Excerpted data section start
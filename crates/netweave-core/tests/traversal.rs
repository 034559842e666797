// SPDX-License-Identifier: Apache-2.0
// © James Ross Ω FLYING•ROBOTS <https://github.com/flyingrobots>

#![allow(missing_docs)]
#![allow(clippy::expect_used, clippy::unwrap_used)]
use proptest::prelude::*;

use netweave_core::{
    ConnectionMode, Direction, EdgeKindSet, EdgeTag, FilterResult, Graph, LinkCondition, NodeId,
    NodeRecord, Traversal,
};

type Wiring = Vec<(prop::sample::Index, prop::sample::Index, bool)>;

/// Builds `count` interface nodes wired per `wiring`. Edges flagged `true`
/// carry a condition that always passes when `conditional` is set.
fn wired(count: usize, wiring: &Wiring, conditional: bool) -> (Graph, Vec<NodeId>) {
    let mut g = Graph::new();
    let nodes: Vec<NodeId> = (0..count)
        .map(|i| g.hold(NodeRecord::new("Electrical").with_label(format!("n{i}"))))
        .collect();
    for (a, b, flagged) in wiring {
        let a = nodes[a.index(count)];
        let b = nodes[b.index(count)];
        let _ = if conditional && *flagged {
            g.connect_conditional(
                a,
                b,
                ConnectionMode::Deep,
                LinkCondition::new(|_, _| FilterResult::Pass),
            )
        } else {
            g.connect(a, b)
        };
    }
    (g, nodes)
}

proptest! {
    #![proptest_config(ProptestConfig::with_cases(64))]

    #[test]
    fn passing_conditions_do_not_change_reachability(
        count in 2_usize..12,
        wiring in prop::collection::vec(
            (any::<prop::sample::Index>(), any::<prop::sample::Index>(), any::<bool>()),
            0..30,
        ),
        start in any::<prop::sample::Index>(),
    ) {
        let (plain, plain_nodes) = wired(count, &wiring, false);
        let (cond, cond_nodes) = wired(count, &wiring, true);
        let kinds = EdgeKindSet::only(EdgeTag::InterfaceConnection);
        let i = start.index(count);

        let index_of = |nodes: &[NodeId], n: NodeId| nodes.iter().position(|x| *x == n);
        let a: Vec<_> = plain
            .bfs_visit([plain_nodes[i]], kinds)
            .unwrap()
            .into_iter()
            .map(|n| index_of(&plain_nodes, n))
            .collect();
        let b: Vec<_> = cond
            .bfs_visit([cond_nodes[i]], kinds)
            .unwrap()
            .into_iter()
            .map(|n| index_of(&cond_nodes, n))
            .collect();
        prop_assert_eq!(a, b);

        let bus_a: Vec<_> = plain.connected_interfaces(plain_nodes[i]).unwrap()
            .into_iter().map(|n| index_of(&plain_nodes, n)).collect();
        let bus_b: Vec<_> = cond.connected_interfaces(cond_nodes[i]).unwrap()
            .into_iter().map(|n| index_of(&cond_nodes, n)).collect();
        prop_assert_eq!(bus_a, bus_b);
    }
}

fn chain(len: usize) -> (Graph, Vec<NodeId>) {
    let mut g = Graph::new();
    let nodes: Vec<NodeId> = (0..len)
        .map(|i| g.hold(NodeRecord::new("Electrical").with_label(format!("n{i}"))))
        .collect();
    for pair in nodes.windows(2) {
        g.connect(pair[0], pair[1]).unwrap();
    }
    (g, nodes)
}

#[test]
fn global_filter_outcomes() {
    let (g, n) = chain(5);
    let kinds = EdgeKindSet::only(EdgeTag::InterfaceConnection);

    let blocked = n[2];
    let recoverable = Traversal::new(&g)
        .start(n[0])
        .kinds(kinds)
        .filter(move |_, path, _| (path.last() != blocked).into())
        .run()
        .unwrap();
    assert!(!recoverable.aborted);
    assert_eq!(recoverable.nodes().collect::<Vec<_>>(), vec![n[0], n[1]]);

    let fatal = Traversal::new(&g)
        .start(n[0])
        .kinds(kinds)
        .filter(move |_, path, _| {
            if path.last() == blocked {
                FilterResult::FailUnrecoverable
            } else {
                FilterResult::Pass
            }
        })
        .run()
        .unwrap();
    assert!(fatal.aborted);
    assert!(fatal.path_to(n[3]).is_none());
}

#[test]
fn depth_and_direction() {
    let mut g = Graph::new();
    let a = g.hold(NodeRecord::new("Holder").with_label("a"));
    let b = g.hold(NodeRecord::new("Holder").with_label("b"));
    let c = g.hold(NodeRecord::new("Holder").with_label("c"));
    g.add_pointer(a, b, Some("next"), None).unwrap();
    g.add_pointer(b, c, Some("next"), None).unwrap();
    let pointers = EdgeKindSet::only(EdgeTag::Pointer);

    let shallow = Traversal::new(&g)
        .start(a)
        .kinds(pointers)
        .max_depth(1)
        .run()
        .unwrap();
    assert_eq!(shallow.nodes().collect::<Vec<_>>(), vec![a, b]);

    let backwards = Traversal::new(&g)
        .start(c)
        .kinds(pointers)
        .direction(Direction::Incoming)
        .run()
        .unwrap();
    assert_eq!(backwards.nodes().collect::<Vec<_>>(), vec![c, b, a]);

    let path = g.find_path(c, a, pointers).unwrap().unwrap();
    assert_eq!(path.nodes().collect::<Vec<_>>(), vec![c, b, a]);
    assert_eq!(g.find_path(a, c, EdgeKindSet::only(EdgeTag::Trait)).unwrap(), None);
}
Excerpted data section end
▶ [Problem details] Show every line from the entries above in which the word "bool" appears.

▶ [Solution to this task]
type Wiring = Vec<(prop::sample::Index, prop::sample::Index, bool)>;
fn wired(count: usize, wiring: &Wiring, conditional: bool) -> (Graph, Vec<NodeId>) {
            (any::<prop::sample::Index>(), any::<prop::sample::Index>(), any::<bool>()),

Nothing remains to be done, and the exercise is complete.